EC: Both my parents were both musically inclined. They divorced when I was ten, so I grew up fast. I remember being very young and always singing and having songs in my head. Dancing and singing was a type of therapy for me. My mother was a dancer and an actress. She sang beautifully and exposed me to Broadway music. When I was young I sang in chorus and excelled in band and art class, but wasn’t really interested in anything else. Music was the only thing that really made me happy.
Examiner: What were your earliest musical memories?
EC: Listening to records — Elvis, Stevie Wonder, The Supremes, and Motown. I went to concerts; saw Janis Joplin with Big Brother and the Holding Company and Jimi Hendrix before anyone knew who he was. I went to Woodstock; and got involved in anti-war protests and sang a lot about it.
Examiner: Did you perform or have musical experiences in your youth?
EC: I married at 18 and had a child when I was 21. I played in several bands back then. Even after my son Rob was born, I would bring him with me to band practice. He was exposed to music right from the beginning. My husband was also a musician and played with me in a band called Little Eva and the Studebakers. Both of us were visual artists and we struggled to make a living. After five years of marriage we divorced. I remarried shortly after and had another son, Josh. The marriage was violent and disastrous . . . as well as being a very difficult time for me. I ended up playing and writing music by myself.
Examiner: Did you have any musical aspirations during that difficult period in your life?
EC: Music has always been a part of my life. It’s been like air to me. I never grew out of it or found a way to survive without it. It’s in my head constantly and when I dream it’s there as well. I never really had aspirations up until now; I was too busy just trying to survive.
Examiner: In some of the press that I’ve read about you, there’s mention of personal tragedy that you’ve had to overcome. Can you elaborate on that? How does it fit into the greater narrative of your music?
EC: There’s been a lot of violence and abuse in my life, starting in my childhood and continuing throughout my adult life. I was married for a third time to an extremely abusive and controlling man for 20 years. I lived a hidden life of emotional, physical and sexual abuse. I was completely humiliated and embarrassed to have put myself in that position — and paralyzed to do anything about it. It's not easy for me to talk about. I blocked out my memories of those years. When I turned 50, I made a promise to myself that I would find a way to take back my life — and my music. Near the end of that marriage I started to play music again after years of being silenced. My ex-husband said to me, "Why don't you put that guitar down and grow up?" So instead, I put him down and grew up! I finally found a way to exorcise my demons by writing about them.
Examiner: You’re audience seems to have special connection to your music. What do you attribute this?

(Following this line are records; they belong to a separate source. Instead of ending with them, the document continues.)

//! Notes, fields, traits and relations shared by entries, senses and
//! examples.
//!
//! Built-in kinds land in the record's own maps. Everything else goes to a
//! custom field when one is usable and to residue otherwise.

use std::collections::{BTreeMap, HashSet};

use lxm_index::VocabularyKind;
use lxm_refs::{PendingEntryReference, PendingRelation, COMPONENT_RELATION};
use lxm_residue::{field_fragment, note_fragment, relation_with_traits, trait_fragment};
use lxm_stage::{StagedField, StagedNote, StagedRelation, StagedTrait};
use lxm_store::{EntryRefKind, RecordKind};
use lxm_types::{MultiText, RecordId};

use crate::context::RunContext;
use crate::error::MergeResult;
use crate::policy;
use crate::provision;

/// Note types an entry stores itself, besides the general note.
pub const ENTRY_NOTE_KINDS: &[&str] = &["bibliography", "comment", "restrictions"];

/// Note types a sense or example stores itself, besides the general note.
pub const SENSE_NOTE_KINDS: &[&str] = &[
    "anthropology",
    "bibliography",
    "discourse",
    "encyclopedic",
    "grammar",
    "phonology",
    "restrictions",
    "semantics",
    "sociolinguistics",
    "source",
];

pub const ENTRY_FIELDS: &[&str] = &["literal-meaning", "summary-definition", "bibliography"];

pub const SENSE_FIELDS: &[&str] = &["scientific-name", "source", "bibliography"];

pub const VARIANT_TYPE_TRAIT: &str = "variant-type";
pub const COMPLEX_FORM_TYPE_TRAIT: &str = "complex-form-type";
pub const HIDE_MINOR_ENTRY_TRAIT: &str = "hide-minor-entry";

/// Map key of a note kind, or `None` when the record has no slot for it.
///
/// The general note uses the empty key.
pub fn note_key(kind: &str, known: &[&'static str]) -> Option<&'static str> {
    let kind = kind.trim();
    if kind.is_empty() || kind.eq_ignore_ascii_case("general") {
        return Some("");
    }
    known.iter().copied().find(|k| k.eq_ignore_ascii_case(kind))
}

/// Incoming notes as a keyed map, with notes of unknown kinds captured as
/// residue on `record`.
pub(crate) fn collect_notes(
    ctx: &mut RunContext<'_>,
    record: RecordId,
    notes: &[StagedNote],
    known: &[&'static str],
) -> BTreeMap<String, MultiText> {
    let mut keyed: BTreeMap<String, MultiText> = BTreeMap::new();
    for note in notes {
        match note_key(&note.kind, known) {
            Some(key) => {
                ctx.register_writing_systems(&note.text);
                let slot = keyed.entry(key.to_string()).or_default();
                for (ws, text) in note.text.iter() {
                    slot.set(ws, text);
                }
            }
            None => {
                let fragment = note
                    .raw
                    .clone()
                    .unwrap_or_else(|| note_fragment(&note.kind, &note.text));
                ctx.capture(record, fragment);
            }
        }
    }
    keyed
}

/// Merge incoming notes into `existing`.
pub(crate) fn merge_notes(
    ctx: &mut RunContext<'_>,
    record: RecordId,
    existing: &mut BTreeMap<String, MultiText>,
    notes: &[StagedNote],
    known: &[&'static str],
    creating_new: bool,
) -> bool {
    let incoming = collect_notes(ctx, record, notes, known);
    policy::merge_keyed(ctx.style(), existing, &incoming, creating_new)
}

/// Merge incoming fields: built-in tags into `existing`, the rest into
/// custom fields or residue.
///
/// Two different fields sharing a non-repeatable tag abort the record.
pub(crate) fn merge_fields(
    ctx: &mut RunContext<'_>,
    owner: RecordKind,
    record: RecordId,
    existing: &mut BTreeMap<String, MultiText>,
    fields: &[StagedField],
    builtin: &[&str],
    creating_new: bool,
) -> MergeResult<bool> {
    provision::check_sibling_fields(ctx, owner, record, fields.iter().map(|f| f.tag.as_str()))?;

    let mut incoming: BTreeMap<String, MultiText> = BTreeMap::new();
    for field in fields {
        if builtin.contains(&field.tag.as_str()) {
            ctx.register_writing_systems(&field.text);
            incoming.insert(field.tag.clone(), field.text.clone());
            continue;
        }
        let stored =
            provision::store_field(ctx, owner, record, &field.tag, &field.text, creating_new)?;
        if !stored {
            let fragment = field
                .raw
                .clone()
                .unwrap_or_else(|| field_fragment(&field.tag, &field.text));
            ctx.capture(record, fragment);
        }
    }
    Ok(policy::merge_keyed(ctx.style(), existing, &incoming, creating_new))
}

/// Merge incoming traits: built-in vocabularies into `existing`, the rest
/// into custom fields or residue.
pub(crate) fn merge_traits(
    ctx: &mut RunContext<'_>,
    owner: RecordKind,
    record: RecordId,
    existing: &mut BTreeMap<String, Vec<RecordId>>,
    traits: &[StagedTrait],
    creating_new: bool,
) -> MergeResult<bool> {
    let mut incoming: BTreeMap<String, Vec<RecordId>> = BTreeMap::new();
    let mut custom: BTreeMap<&str, Vec<&StagedTrait>> = BTreeMap::new();
    for item in traits {
        if item.value.is_empty() {
            continue;
        }
        match VocabularyKind::from_trait_name(&item.name) {
            Some(kind) => {
                let id = ctx.vocabulary_item(&kind, &item.value)?;
                let slot = incoming.entry(kind.name().to_string()).or_default();
                if !slot.contains(&id) {
                    slot.push(id);
                }
            }
            None => custom.entry(item.name.as_str()).or_default().push(item),
        }
    }

    for (name, items) in custom {
        let values: Vec<String> = items.iter().map(|t| t.value.clone()).collect();
        if !provision::store_trait(ctx, owner, record, name, &values, creating_new)? {
            for item in items {
                let fragment = item
                    .raw
                    .clone()
                    .unwrap_or_else(|| trait_fragment(&item.name, &item.value));
                ctx.capture(record, fragment);
            }
        }
    }
    Ok(policy::merge_traits(ctx.style(), existing, &incoming, creating_new))
}

/// Under a clearing policy, drop the custom values of an existing record
/// that no incoming field or trait names.
pub(crate) fn clear_absent_custom(
    ctx: &mut RunContext<'_>,
    owner: RecordKind,
    record: RecordId,
    fields: &[StagedField],
    traits: &[StagedTrait],
    creating_new: bool,
) -> MergeResult<()> {
    if creating_new || !ctx.style().clears_absent() {
        return Ok(());
    }
    let present: HashSet<&str> = fields
        .iter()
        .map(|f| f.tag.as_str())
        .chain(traits.iter().filter(|t| !t.value.is_empty()).map(|t| t.name.as_str()))
        .collect();
    let cleared = provision::clear_absent(ctx, owner, record, &present)?;
    if cleared > 0 {
        tracing::debug!(record = %record, cleared, "cleared absent custom values");
    }
    Ok(())
}

fn trait_values<'t>(traits: &'t [StagedTrait], name: &'t str) -> impl Iterator<Item = &'t str> {
    traits
        .iter()
        .filter(move |t| t.name == name && !t.value.is_empty())
        .map(|t| t.value.as_str())
}

pub(crate) fn is_true(value: Option<&str>) -> bool {
    matches!(value.map(str::trim), Some("true" | "1" | "yes"))
}

/// Queue a relation of `source` for the resolution pass.
///
/// Component relations become entry references; everything else becomes a
/// lexical relation. The target is looked up right away when it is already
/// known.
pub(crate) fn queue_relation(
    ctx: &mut RunContext<'_>,
    source: RecordId,
    relation: &StagedRelation,
) {
    let target_id = ctx.identities.resolve_in(&*ctx.repo, &relation.target);
    let metadata: Vec<String> = relation
        .traits
        .iter()
        .map(|t| t.raw.clone().unwrap_or_else(|| trait_fragment(&t.name, &t.value)))
        .collect();
    let residue = relation.raw.clone().unwrap_or_else(|| {
        relation_with_traits(&relation.relation_type, &relation.target, relation.order, &metadata)
    });

    if relation.relation_type == COMPONENT_RELATION {
        let variant_types: Vec<String> = trait_values(&relation.traits, VARIANT_TYPE_TRAIT)
            .map(str::to_string)
            .collect();
        let (kind, types) = if variant_types.is_empty() {
            let types = trait_values(&relation.traits, COMPLEX_FORM_TYPE_TRAIT)
                .map(str::to_string)
                .collect();
            (EntryRefKind::ComplexForm, types)
        } else {
            (EntryRefKind::Variant, variant_types)
        };
        let mut pending = PendingEntryReference::new(source, kind, &relation.target);
        pending.target_id = target_id;
        pending.types = types;
        pending.primary = is_true(relation.trait_value("is-primary"));
        pending.hide_minor_entry = is_true(relation.trait_value(HIDE_MINOR_ENTRY_TRAIT));
        pending.order = relation.order;
        pending.created = relation.created;
        pending.modified = relation.modified;
        pending.residue = Some(residue);
        ctx.pending.push_entry_ref(pending);
        return;
    }

    let mut pending = PendingRelation::new(source, &relation.relation_type, &relation.target);
    pending.target_id = target_id;
    pending.order = relation.order;
    pending.created = relation.created;
    pending.modified = relation.modified;
    pending.residue = Some(residue);
    pending.metadata = metadata;
    ctx.pending.push_relation(pending);
}

#[cfg(test)]
mod tests {
    use super::*;
    use crate::config::MergeConfig;
    use lxm_store::{
        CustomFieldDef, FieldId, FieldType, InMemoryRepository, LexSense, Repository, RepositoryExt,
    };
    use lxm_types::{Guid, MergeStyle};

    fn note(kind: &str, text: &str) -> StagedNote {
        StagedNote {
            kind: kind.into(),
            text: MultiText::single("en", text),
            raw: None,
        }
    }

    fn habitat(value: &str) -> StagedField {
        StagedField {
            tag: "Habitat".into(),
            text: MultiText::single("en", value),
            raw: None,
        }
    }

    fn staged_trait(name: &str, value: &str) -> StagedTrait {
        StagedTrait {
            name: name.into(),
            value: value.into(),
            raw: None,
        }
    }

    #[test]
    fn general_note_uses_empty_key() {
        assert_eq!(note_key("general", ENTRY_NOTE_KINDS), Some(""));
        assert_eq!(note_key("", ENTRY_NOTE_KINDS), Some(""));
        assert_eq!(note_key("Comment", ENTRY_NOTE_KINDS), Some("comment"));
        assert_eq!(note_key("grammar", ENTRY_NOTE_KINDS), None);
        assert_eq!(note_key("grammar", SENSE_NOTE_KINDS), Some("grammar"));
    }

    #[test]
    fn unknown_note_kind_goes_to_residue() {
        let mut repo = InMemoryRepository::new();
        let mut ctx = RunContext::new(&mut repo, MergeConfig::default());
        let mut notes = BTreeMap::new();
        let incoming = vec![note("general", "a note"), note("x-private", "hidden")];
        merge_notes(&mut ctx, RecordId(1), &mut notes, &incoming, ENTRY_NOTE_KINDS, true);
        assert_eq!(notes[""].get("en"), Some("a note"));
        let residue = ctx.residue.document(RecordId(1)).unwrap();
        assert_eq!(residue.fragments().len(), 1);
        assert!(residue.fragments()[0].contains("x-private"));
    }

    #[test]
    fn builtin_traits_match_vocabularies() {
        let mut repo = InMemoryRepository::new();
        let mut ctx = RunContext::new(&mut repo, MergeConfig::default());
        let mut traits = BTreeMap::new();
        let incoming = vec![
            staged_trait("semantic-domain-ddp4", "1.1 Sky"),
            staged_trait("semantic-domain-ddp4", "1.2 World"),
            staged_trait("usage-type", "archaic"),
        ];
        merge_traits(&mut ctx, RecordKind::Sense, RecordId(1), &mut traits, &incoming, true)
            .unwrap();
        assert_eq!(traits["semantic-domain-ddp4"].len(), 2);
        assert_eq!(traits["usage-type"].len(), 1);
        assert_eq!(ctx.summary.new_vocabulary.len(), 3);
    }

    #[test]
    fn undeclared_trait_goes_to_residue() {
        let mut repo = InMemoryRepository::new();
        let mut ctx = RunContext::new(&mut repo, MergeConfig::default());
        let mut traits = BTreeMap::new();
        let incoming = vec![staged_trait("x-color", "red")];
        merge_traits(&mut ctx, RecordKind::Entry, RecordId(1), &mut traits, &incoming, true)
            .unwrap();
        assert!(traits.is_empty());
        let residue = ctx.residue.document(RecordId(1)).unwrap();
        assert_eq!(residue.fragments(), &[trait_fragment("x-color", "red")]);
    }

    #[test]
    fn custom_field_receives_unknown_field_tag() {
        let mut repo = InMemoryRepository::new();
        let field = repo.add_custom_field(CustomFieldDef {
            id: FieldId(0),
            name: "Habitat".into(),
            owner: RecordKind::Sense,
            field_type: FieldType::String,
            ws_selector: None,
            vocabulary: None,
        });
        let sense = repo
            .insert(LexSense {
                guid: Guid::new_random(),
                ..Default::default()
            })
            .unwrap();
        let mut ctx = RunContext::new(&mut repo, MergeConfig::new(MergeStyle::KeepNew));
        let mut fields = BTreeMap::new();
        let incoming = vec![habitat("forest")];
        merge_fields(
            &mut ctx,
            RecordKind::Sense,
            sense,
            &mut fields,
            &incoming,
            SENSE_FIELDS,
            true,
        )
        .unwrap();
        assert!(fields.is_empty());
        assert!(ctx.repo.custom_value(sense, field).is_some());
    }

    #[test]
    fn keep_only_new_clears_custom_value_missing_from_import() {
        let mut repo = InMemoryRepository::new();
        let sense = repo
            .insert(LexSense {
                guid: Guid::new_random(),
                ..Default::default()
            })
            .unwrap();
        let mut ctx = RunContext::new(&mut repo, MergeConfig::new(MergeStyle::KeepNew));
        let mut fields = BTreeMap::new();
        let incoming = vec![habitat("forest")];
        merge_fields(&mut ctx, RecordKind::Sense, sense, &mut fields, &incoming, &[], true)
            .unwrap();
        clear_absent_custom(&mut ctx, RecordKind::Sense, sense, &incoming, &[], false).unwrap();
        let field = ctx.repo.custom_field(RecordKind::Sense, "Habitat").unwrap().id;
        assert!(ctx.repo.custom_value(sense, field).is_some());

        let mut ctx = RunContext::new(&mut repo, MergeConfig::new(MergeStyle::KeepOnlyNew));
        clear_absent_custom(&mut ctx, RecordKind::Sense, sense, &[], &[], false).unwrap();
        assert!(ctx.repo.custom_value(sense, field).is_none());
    }

    #[test]
    fn component_relation_becomes_entry_reference() {
        let mut repo = InMemoryRepository::new();
        let mut ctx = RunContext::new(&mut repo, MergeConfig::default());
        let relation = StagedRelation {
            relation_type: COMPONENT_RELATION.into(),
            target: "kaya_1".into(),
            order: Some(0),
            created: None,
            modified: None,
            traits: vec![
                staged_trait(COMPLEX_FORM_TYPE_TRAIT, "Compound"),
                staged_trait("is-primary", "true"),
            ],
            raw: None,
        };
        queue_relation(&mut ctx, RecordId(3), &relation);
        assert!(ctx.pending.relations.is_empty());
        let pending = &ctx.pending.entry_refs[0];
        assert_eq!(pending.kind, EntryRefKind::ComplexForm);
        assert_eq!(pending.types, vec!["Compound".to_string()]);
        assert!(pending.primary);
        assert!(pending.residue.is_some());
    }
}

EC: There's nothing like playing music in front of an audience. I never knew there were so many men and women (and even kids) out there who shared similar feelings and experiences. I thought I was alone in this world with these feelings until people started coming up to me telling me how my songs touched them.
When I'm singing to an audience I can feel their energy and I feel connected to the world. I guess it's the stories in the songs and the fact that they're real. Even the ones that come from my dreams are somehow real and alive.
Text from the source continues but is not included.